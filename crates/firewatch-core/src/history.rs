// ── History poller ──
//
// Full-snapshot replace of the detection log. Stored in remote order;
// display order is derived in the view model.

use std::sync::Arc;
use std::time::Duration;

use tokio::sync::watch;
use tokio_util::sync::CancellationToken;
use tracing::debug;

use firewatch_api::{DetectionEvent, Error as ApiError};

use crate::api::DetectorApi;
use crate::error::CoreError;
use crate::poll::run_poll_loop;

/// Polls `GET /api/detections`. Failures keep the previous log.
#[derive(Debug, Clone)]
pub struct HistoryPoller {
    state: Arc<watch::Sender<Arc<Vec<DetectionEvent>>>>,
}

impl Default for HistoryPoller {
    fn default() -> Self {
        Self::new()
    }
}

impl HistoryPoller {
    pub fn new() -> Self {
        let (state, _) = watch::channel(Arc::new(Vec::new()));
        Self {
            state: Arc::new(state),
        }
    }

    /// The log as last fetched, oldest-first.
    pub fn snapshot(&self) -> Arc<Vec<DetectionEvent>> {
        Arc::clone(&self.state.borrow())
    }

    pub fn subscribe(&self) -> watch::Receiver<Arc<Vec<DetectionEvent>>> {
        self.state.subscribe()
    }

    pub fn apply(&self, result: Result<Vec<DetectionEvent>, ApiError>) {
        match result {
            Ok(events) => {
                self.state.send_if_modified(|current| {
                    if **current == events {
                        false
                    } else {
                        debug!(count = events.len(), "detection log updated");
                        *current = Arc::new(events);
                        true
                    }
                });
            }
            Err(e) => {
                debug!(error = %CoreError::from(e), "history fetch failed, keeping previous log");
            }
        }
    }

    /// Poll every `period` until cancelled.
    pub async fn run<A: DetectorApi>(self, api: Arc<A>, period: Duration, cancel: CancellationToken) {
        run_poll_loop(
            "history",
            period,
            cancel,
            move || {
                let api = Arc::clone(&api);
                async move { api.fetch_detections().await }
            },
            |result| self.apply(result),
        )
        .await;
    }
}
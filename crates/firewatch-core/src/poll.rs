// ── Fixed-cadence poll loop ──
//
// Shared driver for the status and history pollers. Ticks are issued on a
// fixed cadence whether or not earlier fetches have completed; every fetch
// carries a sequence number and only responses newer than the last applied
// one reach the state container.

use std::future::Future;
use std::time::Duration;

use tokio::task::JoinSet;
use tokio::time::MissedTickBehavior;
use tokio_util::sync::CancellationToken;
use tracing::{debug, trace, warn};

use firewatch_api::Error as ApiError;

/// Monotonic guard that keeps the most recently *issued* response
/// authoritative, whatever order responses arrive in.
#[derive(Debug, Default)]
pub(crate) struct Sequencer {
    issued: u64,
    applied: u64,
}

impl Sequencer {
    /// Allocate the sequence number for a new request.
    pub(crate) fn issue(&mut self) -> u64 {
        self.issued += 1;
        self.issued
    }

    /// Returns `true` if a response for `seq` should be applied.
    pub(crate) fn admit(&mut self, seq: u64) -> bool {
        if seq > self.applied {
            self.applied = seq;
            true
        } else {
            false
        }
    }
}

/// Run `fetch` every `period` (first fetch immediately) until `cancel`
/// fires, handing admitted results to `apply`.
///
/// In-flight fetches are owned by the loop and aborted on cancellation.
pub(crate) async fn run_poll_loop<T, F, Fut, A>(
    name: &'static str,
    period: Duration,
    cancel: CancellationToken,
    fetch: F,
    mut apply: A,
) where
    T: Send + 'static,
    F: Fn() -> Fut,
    Fut: Future<Output = Result<T, ApiError>> + Send + 'static,
    A: FnMut(Result<T, ApiError>),
{
    let mut interval = tokio::time::interval(period);
    interval.set_missed_tick_behavior(MissedTickBehavior::Skip);
    let mut in_flight: JoinSet<(u64, Result<T, ApiError>)> = JoinSet::new();
    let mut sequencer = Sequencer::default();

    debug!(poller = name, ?period, "poll loop started");

    loop {
        tokio::select! {
            biased;
            () = cancel.cancelled() => break,
            Some(joined) = in_flight.join_next(), if !in_flight.is_empty() => {
                match joined {
                    Ok((seq, result)) => {
                        if sequencer.admit(seq) {
                            apply(result);
                        } else {
                            trace!(poller = name, seq, "discarding stale response");
                        }
                    }
                    Err(e) => warn!(poller = name, error = %e, "fetch task failed"),
                }
            }
            _ = interval.tick() => {
                let seq = sequencer.issue();
                trace!(poller = name, seq, "tick");
                let request = fetch();
                in_flight.spawn(async move { (seq, request.await) });
            }
        }
    }

    in_flight.abort_all();
    debug!(poller = name, "poll loop stopped");
}
//! `firewatch watch`: run the polling dashboard and print state changes.
//!
//! One line per change of the status card or the error banner. Structured
//! output formats emit one compact JSON object per line.

use chrono::Local;
use serde::Serialize;

use firewatch_core::{Dashboard, DashboardConfig, Metrics, Presentation, Tone, ViewModel};

use crate::cli::{GlobalOpts, OutputFormat, WatchArgs};
use crate::error::CliError;
use crate::output;

use super::util;

/// What `watch` compares between frames.
#[derive(Debug, Clone, PartialEq, Serialize)]
struct WatchLine {
    label: String,
    tone: Tone,
    #[serde(skip_serializing_if = "Option::is_none")]
    metrics: Option<Metrics>,
    #[serde(skip_serializing_if = "Option::is_none")]
    error: Option<String>,
}

impl WatchLine {
    fn from_view(vm: &ViewModel) -> Self {
        Self {
            label: vm.presentation.label.to_string(),
            tone: vm.presentation.tone,
            metrics: vm.metrics.clone(),
            error: vm.error_banner.clone(),
        }
    }

    /// Readings jitter every sample; only the card and banner count as a change.
    fn same_headline(&self, other: &Self) -> bool {
        self.label == other.label
            && self.tone == other.tone
            && self.error == other.error
            && self.metrics.as_ref().map(|m| m.beep_count)
                == other.metrics.as_ref().map(|m| m.beep_count)
    }
}

pub async fn handle(
    config: DashboardConfig,
    args: WatchArgs,
    global: &GlobalOpts,
) -> Result<(), CliError> {
    let url = config.url.clone();
    let dashboard = Dashboard::from_config(config).map_err(|e| CliError::from_core(e, &url))?;
    let mut watch = dashboard.subscribe();
    dashboard.start().await;

    let color = output::should_color(global.color);
    let mut last: Option<WatchLine> = None;
    let mut printed = 0usize;

    let result = loop {
        if args.count.is_some_and(|n| printed >= n) {
            break Ok(());
        }

        tokio::select! {
            biased;
            _ = tokio::signal::ctrl_c() => {
                tracing::debug!("interrupted");
                break Ok(());
            }
            alive = watch.changed() => {
                if !alive {
                    break Ok(());
                }
            }
        }

        let vm = watch.view_model();
        // Nothing to report until the first status fetch settles.
        if vm.metrics.is_none() && vm.error_banner.is_none() {
            continue;
        }

        let line = WatchLine::from_view(&vm);
        if last.as_ref().is_some_and(|prev| prev.same_headline(&line)) {
            continue;
        }

        match render(&line, vm.presentation, global.output, color) {
            Ok(text) => output::print_output(&text, global.quiet),
            Err(e) => break Err(e),
        }
        printed += 1;
        last = Some(line);
    };

    dashboard.shutdown().await;
    result
}

fn render(
    line: &WatchLine,
    presentation: Presentation,
    format: OutputFormat,
    color: bool,
) -> Result<String, CliError> {
    match format {
        OutputFormat::Json | OutputFormat::JsonCompact => Ok(serde_json::to_string(line)?),
        OutputFormat::Yaml => Ok(format!("---\n{}", serde_yaml::to_string(line)?)),
        OutputFormat::Table | OutputFormat::Plain => {
            let time = util::format_time(Local::now());
            if let Some(ref error) = line.error {
                return Ok(format!("{time}  {error}"));
            }
            let readings = line.metrics.as_ref().map_or_else(String::new, |m| {
                format!(
                    "  {}  {}  beeps {}",
                    m.frequency_text(),
                    m.magnitude_text(),
                    m.beep_text()
                )
            });
            Ok(format!(
                "{time}  {}{readings}",
                output::paint_label(presentation, color)
            ))
        }
    }
}
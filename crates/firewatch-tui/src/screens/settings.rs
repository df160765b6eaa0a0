//! Settings screen: edit the notification working copy, save it, and
//! send a test notification.
//!
//! Field edits go straight to the dashboard's working copy; the form
//! re-renders from the next view model.

use std::sync::Arc;

use color_eyre::eyre::Result;
use crossterm::event::{KeyCode, KeyEvent, KeyModifiers};
use ratatui::Frame;
use ratatui::layout::{Alignment, Constraint, Layout, Rect};
use ratatui::style::{Modifier, Style};
use ratatui::text::{Line, Span};
use ratatui::widgets::{Block, BorderType, Borders, Paragraph};

use firewatch_core::{MessageKind, ViewModel};

use crate::action::{Action, TopicInput};
use crate::component::Component;
use crate::theme;

/// Which form field has focus.
#[derive(Debug, Clone, Copy, PartialEq, Eq)]
enum SettingsField {
    Topic,
    Enabled,
}

impl SettingsField {
    fn other(self) -> Self {
        match self {
            Self::Topic => Self::Enabled,
            Self::Enabled => Self::Topic,
        }
    }
}

pub struct SettingsScreen {
    focused: bool,
    active_field: SettingsField,
    view: Option<Arc<ViewModel>>,
    throbber_state: throbber_widgets_tui::ThrobberState,
}

impl SettingsScreen {
    pub fn new() -> Self {
        Self {
            focused: false,
            active_field: SettingsField::Topic,
            view: None,
            throbber_state: throbber_widgets_tui::ThrobberState::default(),
        }
    }

    fn busy(&self) -> bool {
        self.view.as_ref().is_some_and(|v| v.is_busy())
    }

    // ── Rendering ────────────────────────────────────────────────────

    fn render_panel(frame: &mut Frame, area: Rect) -> Rect {
        let panel_w = 60u16.min(area.width.saturating_sub(4));
        let panel_h = 16u16.min(area.height.saturating_sub(2));
        let x = (area.width.saturating_sub(panel_w)) / 2;
        let y = (area.height.saturating_sub(panel_h)) / 2;
        let panel = Rect::new(area.x + x, area.y + y, panel_w, panel_h);

        let block = Block::default()
            .title(Line::from(vec![
                Span::raw(" "),
                Span::styled("Notifications", theme::title_style()),
                Span::raw(" "),
            ]))
            .title_alignment(Alignment::Center)
            .borders(Borders::ALL)
            .border_type(BorderType::Rounded)
            .border_style(theme::border_focused())
            .style(Style::default().bg(theme::BG_DARK));

        let inner = block.inner(panel);
        frame.render_widget(block, panel);
        inner
    }

    fn render_topic(&self, frame: &mut Frame, area: Rect, topic: &str) {
        let active = self.focused && self.active_field == SettingsField::Topic;
        let [label_area, input_area] =
            Layout::vertical([Constraint::Length(1), Constraint::Length(3)]).areas(area);

        frame.render_widget(
            Paragraph::new(Span::styled(
                "Topic",
                if active {
                    Style::default().fg(theme::NEON_CYAN)
                } else {
                    Style::default().fg(theme::DIM_WHITE)
                },
            )),
            label_area,
        );

        let block = Block::default()
            .borders(Borders::ALL)
            .border_type(BorderType::Rounded)
            .border_style(if active {
                theme::border_focused()
            } else {
                theme::border_default()
            });
        let text = if active {
            format!("{topic}\u{2588}")
        } else {
            topic.to_owned()
        };
        frame.render_widget(
            Paragraph::new(Span::styled(text, Style::default().fg(theme::NEON_CYAN))).block(block),
            input_area,
        );
    }

    fn render_enabled(&self, frame: &mut Frame, area: Rect, enabled: bool) {
        let active = self.focused && self.active_field == SettingsField::Enabled;
        let (mark, colour) = if enabled {
            ("[x]", theme::SUCCESS_GREEN)
        } else {
            ("[ ]", theme::BORDER_GRAY)
        };
        let label_style = if active {
            Style::default()
                .fg(theme::NEON_CYAN)
                .add_modifier(Modifier::BOLD)
        } else {
            Style::default().fg(theme::DIM_WHITE)
        };
        frame.render_widget(
            Paragraph::new(Line::from(vec![
                Span::styled(mark, Style::default().fg(colour)),
                Span::styled(" Send push notifications on alarm", label_style),
            ])),
            area,
        );
    }

    fn render_state_line(&self, frame: &mut Frame, area: Rect, view: &ViewModel) {
        if self.busy() {
            let label = view
                .message
                .as_ref()
                .filter(|m| m.kind == MessageKind::Pending)
                .map_or_else(|| " Saving…".to_owned(), |m| format!(" {}", m.text));
            let throbber = throbber_widgets_tui::Throbber::default()
                .label(label)
                .style(Style::default().fg(theme::NEON_CYAN))
                .throbber_style(Style::default().fg(theme::ELECTRIC_PURPLE));
            frame.render_stateful_widget(throbber, area, &mut self.throbber_state.clone());
            return;
        }

        let line = if let Some(ref message) = view.message {
            Span::styled(message.text.clone(), theme::message_style(message.kind))
        } else if !view.settings.loaded {
            Span::styled("Settings not loaded from the detector", theme::key_hint())
        } else if view.settings.dirty {
            Span::styled("● unsaved changes", Style::default().fg(theme::ELECTRIC_YELLOW))
        } else {
            Span::styled("saved", theme::key_hint())
        };
        frame.render_widget(Paragraph::new(line), area);
    }

    fn render_key_hints(&self, frame: &mut Frame, area: Rect) {
        let hints = match self.active_field {
            SettingsField::Topic => "type topic  ↑/↓ field  Enter save  Ctrl+t test  Esc back",
            SettingsField::Enabled => "Space toggle  ↑/↓ field  Enter save  t test  Esc back",
        };
        frame.render_widget(
            Paragraph::new(Span::styled(hints, theme::key_hint())).alignment(Alignment::Center),
            area,
        );
    }
}

impl Component for SettingsScreen {
    fn handle_key_event(&mut self, key: KeyEvent) -> Result<Option<Action>> {
        // Field navigation and save work the same on every field
        match key.code {
            KeyCode::Up | KeyCode::Down => {
                self.active_field = self.active_field.other();
                return Ok(None);
            }
            KeyCode::Enter => return Ok(Some(Action::SaveSettings)),
            _ => {}
        }

        let action = match self.active_field {
            SettingsField::Topic => match key.code {
                KeyCode::Char('u') if key.modifiers.contains(KeyModifiers::CONTROL) => {
                    Some(Action::TopicInput(TopicInput::Clear))
                }
                KeyCode::Char(c)
                    if !key
                        .modifiers
                        .intersects(KeyModifiers::CONTROL | KeyModifiers::ALT) =>
                {
                    Some(Action::TopicInput(TopicInput::Push(c)))
                }
                KeyCode::Backspace => Some(Action::TopicInput(TopicInput::Backspace)),
                _ => None,
            },
            SettingsField::Enabled => match key.code {
                KeyCode::Char(' ') => Some(Action::ToggleEnabled),
                KeyCode::Char('t') => Some(Action::SendTestNotification),
                _ => None,
            },
        };
        Ok(action)
    }

    fn update(&mut self, action: &Action) -> Result<Option<Action>> {
        match action {
            Action::ViewUpdated(view) => self.view = Some(Arc::clone(view)),
            Action::Pulse => {
                if self.busy() {
                    self.throbber_state.calc_next();
                }
            }
            _ => {}
        }
        Ok(None)
    }

    fn render(&self, frame: &mut Frame, area: Rect) {
        let Some(ref view) = self.view else {
            return;
        };

        let inner = Self::render_panel(frame, area);
        let [_, topic_area, _, enabled_area, _, state_area, _, hints_area] = Layout::vertical([
            Constraint::Length(1),
            Constraint::Length(4),
            Constraint::Length(1),
            Constraint::Length(1),
            Constraint::Length(1),
            Constraint::Length(1),
            Constraint::Min(0),
            Constraint::Length(1),
        ])
        .areas(inner);

        let working = &view.settings.working;
        self.render_topic(frame, topic_area, &working.topic);
        self.render_enabled(frame, enabled_area, working.enabled);
        self.render_state_line(frame, state_area, view);
        self.render_key_hints(frame, hints_area);
    }

    fn captures_text(&self) -> bool {
        self.active_field == SettingsField::Topic
    }

    fn set_focused(&mut self, focused: bool) {
        self.focused = focused;
    }
}

#[cfg(test)]
mod tests {
    use pretty_assertions::assert_eq;

    use super::*;

    fn key(code: KeyCode) -> KeyEvent {
        KeyEvent::new(code, KeyModifiers::NONE)
    }

    fn press(screen: &mut SettingsScreen, event: KeyEvent) -> Option<Action> {
        screen.handle_key_event(event).expect("key handling")
    }

    #[test]
    fn topic_field_takes_printable_keys() {
        let mut screen = SettingsScreen::new();
        assert!(screen.captures_text());

        // Letters that are global shortcuts elsewhere are plain text here
        for c in ['q', 't', ','] {
            assert_eq!(
                press(&mut screen, key(KeyCode::Char(c))),
                Some(Action::TopicInput(TopicInput::Push(c)))
            );
        }
        assert_eq!(
            press(&mut screen, key(KeyCode::Backspace)),
            Some(Action::TopicInput(TopicInput::Backspace))
        );
        assert_eq!(
            press(
                &mut screen,
                KeyEvent::new(KeyCode::Char('u'), KeyModifiers::CONTROL)
            ),
            Some(Action::TopicInput(TopicInput::Clear))
        );
        assert_eq!(
            press(
                &mut screen,
                KeyEvent::new(KeyCode::Char('x'), KeyModifiers::CONTROL)
            ),
            None
        );
    }

    #[test]
    fn enabled_field_toggles_and_tests() {
        let mut screen = SettingsScreen::new();
        assert_eq!(press(&mut screen, key(KeyCode::Down)), None);
        assert!(!screen.captures_text());

        assert_eq!(
            press(&mut screen, key(KeyCode::Char(' '))),
            Some(Action::ToggleEnabled)
        );
        assert_eq!(
            press(&mut screen, key(KeyCode::Char('t'))),
            Some(Action::SendTestNotification)
        );
        assert_eq!(press(&mut screen, key(KeyCode::Char('x'))), None);
    }

    #[test]
    fn enter_saves_from_any_field() {
        let mut screen = SettingsScreen::new();
        assert_eq!(
            press(&mut screen, key(KeyCode::Enter)),
            Some(Action::SaveSettings)
        );
        press(&mut screen, key(KeyCode::Up));
        assert_eq!(
            press(&mut screen, key(KeyCode::Enter)),
            Some(Action::SaveSettings)
        );
    }
}
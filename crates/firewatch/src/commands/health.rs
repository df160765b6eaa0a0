//! `firewatch health`: API and detector process liveness.

use owo_colors::OwoColorize;

use firewatch_api::DetectorClient;
use firewatch_core::DetectorHealth;

use crate::cli::GlobalOpts;
use crate::error::CliError;
use crate::output;

use super::util;

pub async fn handle(client: &DetectorClient, global: &GlobalOpts) -> Result<(), CliError> {
    let health = client
        .health()
        .await
        .map_err(|e| util::api_error(e, client.base_url()))?;
    let color = output::should_color(global.color);

    let out = output::render_single(
        global.output,
        &health,
        |h| detail(h, color),
        |h| h.detector.clone(),
    )?;
    output::print_output(&out, global.quiet);

    if health.detector_running() {
        Ok(())
    } else {
        Err(CliError::Operation {
            message: format!("Detector process is {}", health.detector),
        })
    }
}

fn detail(health: &DetectorHealth, color: bool) -> String {
    let detector = match (color, health.detector_running()) {
        (false, _) => health.detector.clone(),
        (true, true) => health.detector.green().to_string(),
        (true, false) => health.detector.red().bold().to_string(),
    };
    output::detail_lines(&[("API", health.api.clone()), ("Detector", detector)])
}
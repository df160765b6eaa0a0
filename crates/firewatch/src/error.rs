//! CLI error types with miette diagnostics.
//!
//! Maps `CoreError` variants into user-facing errors with actionable help text.

use miette::Diagnostic;
use thiserror::Error;

use firewatch_config::ConfigError;
use firewatch_core::CoreError;

/// Process exit codes.
pub mod exit_code {
    pub const GENERAL: i32 = 1;
    pub const USAGE: i32 = 2;
    pub const CONFIG: i32 = 2;
    pub const CONNECTION: i32 = 7;
    pub const TIMEOUT: i32 = 8;
}

#[derive(Debug, Error, Diagnostic)]
pub enum CliError {
    // ── Connection ───────────────────────────────────────────────────
    #[error("Could not reach the detector at {url}")]
    #[diagnostic(
        code(firewatch::connection_failed),
        help(
            "Check that the detector service is running and reachable.\n\
             URL: {url}\n\
             Try: firewatch health --url <URL>"
        )
    )]
    ConnectionFailed {
        url: String,
        #[source]
        source: Box<dyn std::error::Error + Send + Sync>,
    },

    #[error("Request to the detector timed out")]
    #[diagnostic(
        code(firewatch::timeout),
        help("Increase the timeout with --timeout or check the detector's load.")
    )]
    Timeout,

    // ── Detector responses ───────────────────────────────────────────
    #[error("Detector answered HTTP {status}: {message}")]
    #[diagnostic(
        code(firewatch::rejected),
        help("A 503 usually means the detector process is not running: firewatch health")
    )]
    Rejected { status: u16, message: String },

    #[error("Detector sent a response this client could not read")]
    #[diagnostic(code(firewatch::malformed), help("{detail}"))]
    Malformed { detail: String },

    #[error("Test notification was not delivered: {message}")]
    #[diagnostic(
        code(firewatch::notification_failed),
        help("Check the topic with: firewatch settings show")
    )]
    NotificationFailed { message: String },

    #[error("{message}")]
    #[diagnostic(code(firewatch::operation))]
    Operation { message: String },

    // ── Validation ───────────────────────────────────────────────────
    #[error("Invalid value for {field}: {reason}")]
    #[diagnostic(code(firewatch::validation))]
    Validation { field: String, reason: String },

    // ── Configuration ────────────────────────────────────────────────
    #[error("Configuration error: {0}")]
    #[diagnostic(
        code(firewatch::config),
        help("Inspect the resolved configuration with: firewatch config show")
    )]
    Config(#[from] ConfigError),

    #[error("Config file already exists at {path}")]
    #[diagnostic(code(firewatch::config_exists), help("Pass --force to overwrite it."))]
    ConfigExists { path: String },

    // ── IO / Serialization ───────────────────────────────────────────
    #[error(transparent)]
    Io(#[from] std::io::Error),

    #[error("Failed to render JSON: {0}")]
    Json(#[from] serde_json::Error),

    #[error("Failed to render YAML: {0}")]
    Yaml(#[from] serde_yaml::Error),

    #[error("Failed to render TOML: {0}")]
    Toml(#[from] toml::ser::Error),
}

impl CliError {
    /// Map this error to an exit code for process termination.
    pub fn exit_code(&self) -> i32 {
        match self {
            Self::ConnectionFailed { .. } => exit_code::CONNECTION,
            Self::Timeout => exit_code::TIMEOUT,
            Self::Validation { .. } => exit_code::USAGE,
            Self::Config(_) | Self::ConfigExists { .. } => exit_code::CONFIG,
            _ => exit_code::GENERAL,
        }
    }

    /// Translate a core error, attaching the detector URL for context.
    pub fn from_core(err: CoreError, url: &url::Url) -> Self {
        match err {
            CoreError::Unreachable { reason } => Self::ConnectionFailed {
                url: url.to_string(),
                source: reason.into(),
            },
            CoreError::Timeout => Self::Timeout,
            CoreError::Rejected { status, message } => Self::Rejected { status, message },
            CoreError::Malformed { detail } => Self::Malformed { detail },
            CoreError::NotificationFailed { message } => Self::NotificationFailed { message },
            CoreError::Config { message } => Self::Validation {
                field: "url".into(),
                reason: message,
            },
            busy @ (CoreError::SaveInProgress | CoreError::TestInProgress) => Self::Operation {
                message: busy.to_string(),
            },
        }
    }
}

#[cfg(test)]
mod tests {
    use super::*;

    fn url() -> url::Url {
        url::Url::parse("http://pi:5000").expect("url")
    }

    #[test]
    fn unreachable_maps_to_connection_exit_code() {
        let err = CliError::from_core(
            CoreError::Unreachable {
                reason: "Connection refused".into(),
            },
            &url(),
        );
        assert_eq!(err.exit_code(), exit_code::CONNECTION);
        assert!(err.to_string().contains("http://pi:5000"));
    }

    #[test]
    fn timeout_maps_to_timeout_exit_code() {
        let err = CliError::from_core(CoreError::Timeout, &url());
        assert_eq!(err.exit_code(), exit_code::TIMEOUT);
    }

    #[test]
    fn rejected_is_general_failure() {
        let err = CliError::from_core(
            CoreError::Rejected {
                status: 503,
                message: "Detector not running".into(),
            },
            &url(),
        );
        assert_eq!(err.exit_code(), exit_code::GENERAL);
        assert_eq!(
            err.to_string(),
            "Detector answered HTTP 503: Detector not running"
        );
    }
}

- WHAT YOU HAVE TO DO: Lines above with "loaded" in them are the ones to copy.

- PROBLEM SOLUTION:
        } else if !view.settings.loaded {
            Span::styled("Settings not loaded from the detector", theme::key_hint())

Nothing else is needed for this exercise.